Former military hospital in Plymouth, England

Stoke Military Hospital was an army medical facility in Plymouth, England.

==History==
The facility, which was sited on the north side of Stonehouse Creek, was designed for use by the British Army and styled to match the Royal Naval Hospital on the south side of the creek. It was built using Napoleonic prisoners of war, who were housed in prison ships on the Hamoaze, and was completed in 1797. It was used extensively during the Crimean War and the Second Boer War and then again in the First World War and Second World War. The Grade II listed building consists of four 3 storey square ward blocks made of limestone plus an administration building. The ward blocks are laid out in a line, joined by an arched colonnade, which is 166.18 metre long, with a balcony facing what is now the school playing fields. Stonehouse creek originally allowed ships to disembark patients directly to the hospital but was filled in during the 1960s.
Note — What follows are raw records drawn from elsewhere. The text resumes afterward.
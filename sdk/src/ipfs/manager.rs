use std::collections::HashMap;
use std::io::Read;
use std::path::Path;

use chrono::Utc;
use parking_lot::RwLock;
use tracing::{debug, info, warn};

use super::cid::{compute_cid, is_valid_cid};
use super::types::{
    IpfsConfig, IpfsError, IpfsFile, IpfsNodeInfo, IpfsPeer, PinInfo, StorageStats,
};
use crate::lifecycle::{Lifecycle, Manager};

const NODE_VERSION: &str = env!("CARGO_PKG_VERSION");

#[derive(Debug)]
struct StoredObject {
    file: IpfsFile,
    data: Vec<u8>,
}

#[derive(Debug, Default)]
struct IpfsState {
    node_id: String,
    objects: HashMap<String, StoredObject>,
    pins: HashMap<String, PinInfo>,
    peers: HashMap<String, IpfsPeer>,
}

/// In-process content-addressed object store.
#[derive(Debug)]
pub struct IpfsManager {
    lifecycle: Lifecycle,
    config: RwLock<IpfsConfig>,
    state: RwLock<IpfsState>,
}

impl Default for IpfsManager {
    fn default() -> Self {
        Self::new(IpfsConfig::default())
    }
}

impl IpfsManager {
    pub fn new(config: IpfsConfig) -> Self {
        Self {
            lifecycle: Lifecycle::new("ipfs"),
            config: RwLock::new(config),
            state: RwLock::new(IpfsState::default()),
        }
    }

    pub fn config(&self) -> IpfsConfig {
        self.config.read().clone()
    }

    pub fn update_config(&self, config: IpfsConfig) -> Result<(), IpfsError> {
        self.lifecycle.ensure_ready()?;
        if !config.node_id.is_empty() {
            self.state.write().node_id = config.node_id.clone();
        }
        *self.config.write() = config;
        Ok(())
    }

    // -----------------------------------------------------------------------
    // Content
    // -----------------------------------------------------------------------

    /// Store `data` under its content id.
    pub fn upload_file(
        &self,
        name: &str,
        data: &[u8],
        content_type: &str,
        metadata: HashMap<String, String>,
    ) -> Result<IpfsFile, IpfsError> {
        self.lifecycle.ensure_ready()?;
        if name.trim().is_empty() {
            return Err(IpfsError::InvalidInput("file name is required".into()));
        }
        if data.is_empty() {
            return Err(IpfsError::InvalidInput("file is empty".into()));
        }
        let max = self.config.read().max_file_size;
        let size = data.len() as u64;
        if size > max {
            return Err(IpfsError::FileTooLarge { size, max });
        }

        let hash = compute_cid(data);
        let mut state = self.state.write();
        if state.objects.contains_key(&hash) {
            return Err(IpfsError::FileExists(hash));
        }
        let now = Utc::now();
        let file = IpfsFile {
            hash: hash.clone(),
            name: name.to_string(),
            size,
            content_type: if content_type.is_empty() {
                "application/octet-stream".to_string()
            } else {
                content_type.to_string()
            },
            metadata,
            pinned: false,
            created_at: now,
            last_accessed: now,
        };
        state.objects.insert(
            hash.clone(),
            StoredObject {
                file: file.clone(),
                data: data.to_vec(),
            },
        );
        drop(state);

        info!(%hash, name, size, "content stored");
        Ok(file)
    }

    /// Read a file from disk and store it under its file name.
    pub fn upload_path(&self, path: impl AsRef<Path>) -> Result<IpfsFile, IpfsError> {
        self.lifecycle.ensure_ready()?;
        let path = path.as_ref();
        let io = |source| IpfsError::Io {
            path: path.to_path_buf(),
            source,
        };
        let max = self.config.read().max_file_size;
        let file = std::fs::File::open(path).map_err(io)?;
        let size = file.metadata().map_err(io)?.len();
        if size > max {
            return Err(IpfsError::FileTooLarge { size, max });
        }
        // The file may grow after the metadata check; never buffer past the limit.
        let mut data = Vec::with_capacity(size as usize);
        file.take(max.saturating_add(1))
            .read_to_end(&mut data)
            .map_err(io)?;
        let name = path
            .file_name()
            .and_then(|n| n.to_str())
            .ok_or_else(|| IpfsError::InvalidInput(format!("no file name in {}", path.display())))?;
        self.upload_file(name, &data, guess_content_type(path), HashMap::new())
    }

    /// Metadata lookup. Counts as an access.
    pub fn get_file(&self, hash: &str) -> Result<IpfsFile, IpfsError> {
        self.lifecycle.ensure_ready()?;
        let mut state = self.state.write();
        let object = state
            .objects
            .get_mut(hash)
            .ok_or_else(|| IpfsError::NotFound(hash.to_string()))?;
        object.file.last_accessed = Utc::now();
        Ok(object.file.clone())
    }

    /// Return the bytes after re-hashing them against `hash`.
    pub fn download_file(&self, hash: &str) -> Result<Vec<u8>, IpfsError> {
        self.lifecycle.ensure_ready()?;
        let mut state = self.state.write();
        let object = state
            .objects
            .get_mut(hash)
            .ok_or_else(|| IpfsError::NotFound(hash.to_string()))?;
        if compute_cid(&object.data) != hash {
            warn!(%hash, "stored content does not match its id");
            return Err(IpfsError::Corrupted(hash.to_string()));
        }
        object.file.last_accessed = Utc::now();
        Ok(object.data.clone())
    }

    pub fn download_to(&self, hash: &str, path: impl AsRef<Path>) -> Result<u64, IpfsError> {
        let data = self.download_file(hash)?;
        let path = path.as_ref();
        std::fs::write(path, &data).map_err(|source| IpfsError::Io {
            path: path.to_path_buf(),
            source,
        })?;
        debug!(%hash, path = %path.display(), "content written to disk");
        Ok(data.len() as u64)
    }

    pub fn list_files(&self) -> Result<Vec<IpfsFile>, IpfsError> {
        self.lifecycle.ensure_ready()?;
        let mut files: Vec<IpfsFile> = self
            .state
            .read()
            .objects
            .values()
            .map(|o| o.file.clone())
            .collect();
        files.sort_by(|a, b| a.created_at.cmp(&b.created_at).then(a.hash.cmp(&b.hash)));
        Ok(files)
    }

    /// Case-insensitive substring match on file names.
    pub fn search_files(&self, query: &str) -> Result<Vec<IpfsFile>, IpfsError> {
        let needle = query.to_lowercase();
        Ok(self
            .list_files()?
            .into_iter()
            .filter(|f| f.name.to_lowercase().contains(&needle))
            .collect())
    }

    pub fn remove_file(&self, hash: &str) -> Result<(), IpfsError> {
        self.lifecycle.ensure_ready()?;
        let mut state = self.state.write();
        state
            .objects
            .remove(hash)
            .ok_or_else(|| IpfsError::NotFound(hash.to_string()))?;
        state.pins.remove(hash);
        Ok(())
    }

    // -----------------------------------------------------------------------
    // Pins
    // -----------------------------------------------------------------------

    /// Pin stored content so garbage collection keeps it. Re-pinning
    /// renames the pin.
    pub fn pin_file(&self, hash: &str, name: &str) -> Result<PinInfo, IpfsError> {
        self.lifecycle.ensure_ready()?;
        let mut state = self.state.write();
        let object = state
            .objects
            .get_mut(hash)
            .ok_or_else(|| IpfsError::NotFound(hash.to_string()))?;
        object.file.pinned = true;
        let pin = PinInfo {
            hash: hash.to_string(),
            name: if name.is_empty() {
                object.file.name.clone()
            } else {
                name.to_string()
            },
            pinned_at: Utc::now(),
        };
        state.pins.insert(hash.to_string(), pin.clone());
        debug!(%hash, "content pinned");
        Ok(pin)
    }

    pub fn unpin_file(&self, hash: &str) -> Result<(), IpfsError> {
        self.lifecycle.ensure_ready()?;
        let mut state = self.state.write();
        if state.pins.remove(hash).is_none() {
            return Err(IpfsError::NotFound(hash.to_string()));
        }
        if let Some(object) = state.objects.get_mut(hash) {
            object.file.pinned = false;
        }
        Ok(())
    }

    pub fn list_pins(&self) -> Result<Vec<PinInfo>, IpfsError> {
        self.lifecycle.ensure_ready()?;
        let mut pins: Vec<PinInfo> = self.state.read().pins.values().cloned().collect();
        pins.sort_by(|a, b| a.pinned_at.cmp(&b.pinned_at).then(a.hash.cmp(&b.hash)));
        Ok(pins)
    }

    /// Drop every unpinned object. Returns how many were removed.
    pub fn garbage_collect(&self) -> Result<usize, IpfsError> {
        self.lifecycle.ensure_ready()?;
        if !self.config.read().enable_gc {
            return Err(IpfsError::GcDisabled);
        }
        let mut state = self.state.write();
        let before = state.objects.len();
        state.objects.retain(|_, o| o.file.pinned);
        let removed = before - state.objects.len();
        info!(removed, "garbage collection finished");
        Ok(removed)
    }

    // -----------------------------------------------------------------------
    // Node and peers
    // -----------------------------------------------------------------------

    pub fn get_node_info(&self) -> Result<IpfsNodeInfo, IpfsError> {
        self.lifecycle.ensure_ready()?;
        let gateway_url = self.config.read().gateway_url.clone();
        let state = self.state.read();
        Ok(IpfsNodeInfo {
            id: state.node_id.clone(),
            version: NODE_VERSION.to_string(),
            gateway_url,
            peer_count: state.peers.len(),
            file_count: state.objects.len(),
            pinned_count: state.pins.len(),
        })
    }

    pub fn add_peer(&self, peer_id: &str, addresses: Vec<String>) -> Result<IpfsPeer, IpfsError> {
        self.lifecycle.ensure_ready()?;
        if peer_id.trim().is_empty() {
            return Err(IpfsError::InvalidInput("peer id is required".into()));
        }
        let mut state = self.state.write();
        if state.peers.contains_key(peer_id) {
            return Err(IpfsError::PeerExists(peer_id.to_string()));
        }
        let peer = IpfsPeer {
            peer_id: peer_id.to_string(),
            addresses,
            added_at: Utc::now(),
        };
        state.peers.insert(peer_id.to_string(), peer.clone());
        Ok(peer)
    }

    pub fn remove_peer(&self, peer_id: &str) -> Result<(), IpfsError> {
        self.lifecycle.ensure_ready()?;
        self.state
            .write()
            .peers
            .remove(peer_id)
            .map(|_| ())
            .ok_or_else(|| IpfsError::PeerNotFound(peer_id.to_string()))
    }

    pub fn get_peers(&self) -> Result<Vec<IpfsPeer>, IpfsError> {
        self.lifecycle.ensure_ready()?;
        let mut peers: Vec<IpfsPeer> = self.state.read().peers.values().cloned().collect();
        peers.sort_by(|a, b| a.peer_id.cmp(&b.peer_id));
        Ok(peers)
    }

    // -----------------------------------------------------------------------
    // Stats and helpers
    // -----------------------------------------------------------------------

    pub fn get_storage_stats(&self) -> Result<StorageStats, IpfsError> {
        self.lifecycle.ensure_ready()?;
        let max_file_size = self.config.read().max_file_size;
        let state = self.state.read();
        let mut stats = StorageStats {
            max_file_size,
            ..Default::default()
        };
        for object in state.objects.values() {
            stats.total_files += 1;
            stats.total_size += object.file.size;
            if object.file.pinned {
                stats.pinned_files += 1;
                stats.pinned_size += object.file.size;
            }
        }
        Ok(stats)
    }

    /// True when `hash` is well-formed, stored, and its bytes still match.
    pub fn validate_file(&self, hash: &str) -> Result<bool, IpfsError> {
        self.lifecycle.ensure_ready()?;
        if !is_valid_cid(hash) {
            return Ok(false);
        }
        Ok(self
            .state
            .read()
            .objects
            .get(hash)
            .map(|o| compute_cid(&o.data) == hash)
            .unwrap_or(false))
    }

    pub fn gateway_url(&self, hash: &str) -> String {
        let base = self.config.read().gateway_url.clone();
        if base.ends_with('/') {
            format!("{base}{hash}")
        } else {
            format!("{base}/{hash}")
        }
    }
}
At the end of the Second World War, the hospital was decommissioned and Tamar High School and Devonport High School for Boys, which had both returned from wartime evacuation, moved into the former military hospital. Each school occupied two of the four main blocks of the original hospital, Devonport High School the easternmost blocks plus the administration building. After Tamar High School closed in 1989, Devonport High School for Boys, expanded to occupy the whole site.